Nel 1995 nasce il profumo Cheap and Chic un profumo che ha avuto un grande successo con un flacone inusuale : l’ironica Olivia di Braccio di ferro.
Un profumo vivace dolce ma sensuale, che rispecchia la personalita’ di Moschino, composto da essenze di Bergamotto, Petit grain e Yuzu. Il cuore del profumo la ninfea che sa di peonia, ciclamino, fresia, rosa selvaggia e ciclamino d’Egitto, iris, legno di sandalo e vetyver.
Lo stile di Moschino si evidenzia anche negli abiti spiritosi e provocatori, nei cartoons giocosi, nei foulard colorati, nelle borse. Moschino tinge le sue creazioni di tre colori fondamentali il bianco, il rosso, il nero.
Le sue icone compaiono sovente nelle sue creazioni (il cuore, la bandiera italiana, le righe, i pois, le catene dorate, gli effetti trompe l’oeil) e caratterizzano la collezione, gli accessori, rendendo riconoscibile il suo inconfondibile stile.
La passerella del 2016 di Moschino e’ stata trasformata in un car wash con bolle di sapone e cartelli stradali, dove le modelle indossano abiti ironici ispirati a spazzole multicolor per lavare auto, oppure motti ironici e cartelli stradali stampati su abiti da cocktail o felpe, reti di plastica arancioni che diventano tubini affusolati in pizzo e i coni segnaletici che si trasformano in cappelli e tracolle.
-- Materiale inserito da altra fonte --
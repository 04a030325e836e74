// Framework bootstrap for the relay runtime.

use crate::frameworks::cli::Args;
use crate::frameworks::config;
use crate::interface_adapters::net::accept_loop;
use crate::use_cases::{RelayEvent, relay_task};

use std::io::Result;
use tokio::sync::mpsc;

fn init_tracing() {
    let filter = tracing_subscriber::EnvFilter::try_from_default_env()
        .unwrap_or_else(|_| tracing_subscriber::EnvFilter::new("info"));

    let json = matches!(std::env::var("LOG_FORMAT").as_deref(), Ok("json"));
    if json {
        tracing_subscriber::fmt()
            .with_env_filter(filter)
            .with_target(false)
            .json()
            .with_current_span(true)
            .init();
    } else {
        tracing_subscriber::fmt()
            .with_env_filter(filter)
            .with_target(false)
            .compact()
            .init();
    }

    std::panic::set_hook(Box::new(|info| {
        let backtrace = std::backtrace::Backtrace::capture();
        tracing::error!(%info, ?backtrace, "panic");
    }));
}

pub async fn run(listener: tokio::net::TcpListener) -> Result<()> {
    let address = listener.local_addr()?;

    // All relay state lives in one task; connections talk to it over a channel.
    let (events_tx, events_rx) = mpsc::channel::<RelayEvent>(config::EVENT_CHANNEL_CAPACITY);
    tokio::spawn(relay_task(events_rx));

    tracing::info!(%address, "listening");

    accept_loop(listener, events_tx, config::outbound_capacity())
        .await
        .inspect_err(|e| {
            tracing::error!(error = %e, "relay stopped");
        })
}

pub async fn run_with_config(args: Args) -> Result<()> {
    init_tracing();

    let address = format!("{}:{}", args.host, args.port);

    // Bind TCP listener with error handling
    let listener = tokio::net::TcpListener::bind(&address)
        .await
        .inspect_err(|e| {
            tracing::error!(%address, error = %e, "failed to bind");
        })?;

    tokio::select! {
        served = run(listener) => served,
        _ = tokio::signal::ctrl_c() => {
            tracing::info!("shutting down");
            Ok(())
        }
    }
}
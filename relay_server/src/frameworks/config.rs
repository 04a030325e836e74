use std::env;

pub const DEFAULT_HOST: &str = "127.0.0.1";
pub const DEFAULT_PORT: u16 = 51515;

// Connection events waiting for the relay task.
pub const EVENT_CHANNEL_CAPACITY: usize = 256;

// Merged rounds queued per connection before new ones are dropped.
pub fn outbound_capacity() -> usize {
    env::var("RELAY_OUTBOUND_CAPACITY")
        .ok()
        .and_then(|v| v.parse::<usize>().ok())
        .filter(|capacity| *capacity > 0)
        .unwrap_or(64)
}
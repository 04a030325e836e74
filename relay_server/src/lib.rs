pub mod domain;
pub mod frameworks;
pub mod interface_adapters;
pub mod use_cases;

pub use frameworks::cli::Args;
pub use frameworks::server::{run, run_with_config};
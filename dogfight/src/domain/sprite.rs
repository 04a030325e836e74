// Frame-sequence animations (smoke trails and explosion debris).

use std::collections::VecDeque;

use crate::domain::arena::Arena;
use crate::domain::ports::{Canvas, Color};
use crate::domain::vector::{Cell, Vector, resolve_direction};

const SMOKE_FRAMES: &str = "••ooO0oo00oo••";
const EXPLOSION_FRAMES: &str = "x+x+x+•••.........";

#[derive(Debug, Clone, Copy, PartialEq, Eq)]
pub enum SpriteKind {
    Smoke,
    Explosion,
}

#[derive(Debug, Clone, PartialEq)]
pub struct AnimatedSprite {
    pub kind: SpriteKind,
    pub coordinates: Vector,
    pub angle_of_attack: f64,
    pub speed: f64,
    // Consumed front to back, one per tick.
    pub frames: VecDeque<char>,
    pub for_deletion: bool,
}

impl AnimatedSprite {
    /// Stationary smoke puff left behind by a damaged plane.
    pub fn smoke(cell: Cell) -> Self {
        Self {
            kind: SpriteKind::Smoke,
            coordinates: cell.into(),
            angle_of_attack: 0.0,
            speed: 0.0,
            frames: SMOKE_FRAMES.chars().collect(),
            for_deletion: false,
        }
    }

    /// Debris drifting away from an impact or a destroyed plane.
    pub fn explosion(coordinates: Vector, angle_of_attack: f64, speed: f64) -> Self {
        Self {
            kind: SpriteKind::Explosion,
            coordinates,
            angle_of_attack,
            speed,
            frames: EXPLOSION_FRAMES.chars().collect(),
            for_deletion: false,
        }
    }

    pub fn cell(&self) -> Cell {
        self.coordinates.resolve()
    }

    // Erases the previous frame, drifts, then paints the next frame. Once the
    // frames run out the sprite blanks its cell and asks to be reaped.
    pub fn next_frame(&mut self, arena: &Arena, canvas: &mut dyn Canvas) {
        if arena.contains(self.cell()) {
            canvas.put(self.cell(), ' ', None);
        }

        self.coordinates += resolve_direction(self.angle_of_attack) * self.speed;

        match self.frames.pop_front() {
            Some(frame) => {
                if arena.contains(self.cell()) {
                    canvas.put(self.cell(), frame, Some(self.color()));
                }
            }
            None => {
                if arena.contains(self.cell()) {
                    canvas.put(self.cell(), ' ', None);
                }
                self.for_deletion = true;
            }
        }
    }

    fn color(&self) -> Color {
        match self.kind {
            SpriteKind::Smoke => Color::White,
            SpriteKind::Explosion => Color::Yellow,
        }
    }
}

#[cfg(test)]
mod tests {
    use super::*;
    use crate::domain::test_support::RecordingCanvas;

    fn arena() -> Arena {
        Arena::new(0, 0, 20, 80).expect("valid arena")
    }

    #[test]
    fn when_frames_run_out_then_sprite_is_marked_for_deletion() {
        let arena = arena();
        let mut canvas = RecordingCanvas::default();
        let mut smoke = AnimatedSprite::smoke(Cell::new(5, 5));
        let frame_count = smoke.frames.len();

        for _ in 0..frame_count {
            smoke.next_frame(&arena, &mut canvas);
            assert!(!smoke.for_deletion);
        }
        smoke.next_frame(&arena, &mut canvas);

        assert!(smoke.for_deletion);
        assert_eq!(canvas.glyph_at(Cell::new(5, 5)), Some(' '));
    }

    #[test]
    fn when_explosion_advances_then_it_drifts_and_paints_the_first_frame() {
        let arena = arena();
        let mut canvas = RecordingCanvas::default();
        let mut debris = AnimatedSprite::explosion(Vector::new(5.0, 5.0), 0.0, 1.0);

        debris.next_frame(&arena, &mut canvas);

        assert_eq!(debris.cell(), Cell::new(6, 5));
        assert_eq!(canvas.glyph_at(Cell::new(6, 5)), Some('x'));
    }

    #[test]
    fn when_sprite_leaves_the_arena_then_nothing_is_painted_on_the_border() {
        let arena = arena();
        let mut canvas = RecordingCanvas::default();
        let mut debris = AnimatedSprite::explosion(Vector::new(19.0, 5.0), 0.0, 1.0);

        debris.next_frame(&arena, &mut canvas);

        assert_eq!(canvas.glyph_at(Cell::new(20, 5)), None);
    }
}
I colori accesi, arancio, papavero, azzurro, acquamarina, verde, rosa shocking.
Le borse Moschino primavera estate 2016 sono eccentriche e d’effetto. Borse a tracolla biker colorate, zaini con effetti in pelle o tessuto colorati ed effetto matelassé. Disegni con cartoons, borse che si rifanno a stampe di detersivi e borse con fantasie di caramelle e fiocchi, borse a forma di cassette degli attrezzi, collane con ciondoli a forma di cartelli stradali, sandali con cinturino.
L’ironia è il motivo conduttore di Moschino e la collezione inverno 2016/17 e’piuttosto forte.
Abiti bruciacchiati, il chiodo in pelle smembrato e riassemblato, teschi e scheletri riprodotti sugli abiti, gocce di cristallo e forme di lampadari antichi ornano le scollature degli abiti a tubino.
I colori sono sgargianti rosa antico, blu elettrico, azzurro, fucsia, vermiglio , viola, le lunghezze degli abiti sono corte e maxi.
Le forme degli abiti sono asimmetriche, a corolla, a sirena, destrutturate, e trionfano la pelliccia, il raso, la pelle, il tulle, il taffeta’ il satin, il denim, il dorato e il paillettato e gli accessori che li accompagnano sono stivali con i logo Moschino, maxi spille di cristalli, borsette a secchiello matelassè in pelle o borsette effetto trompe d’oeil.
Una moda eccentrica e che si fa notare!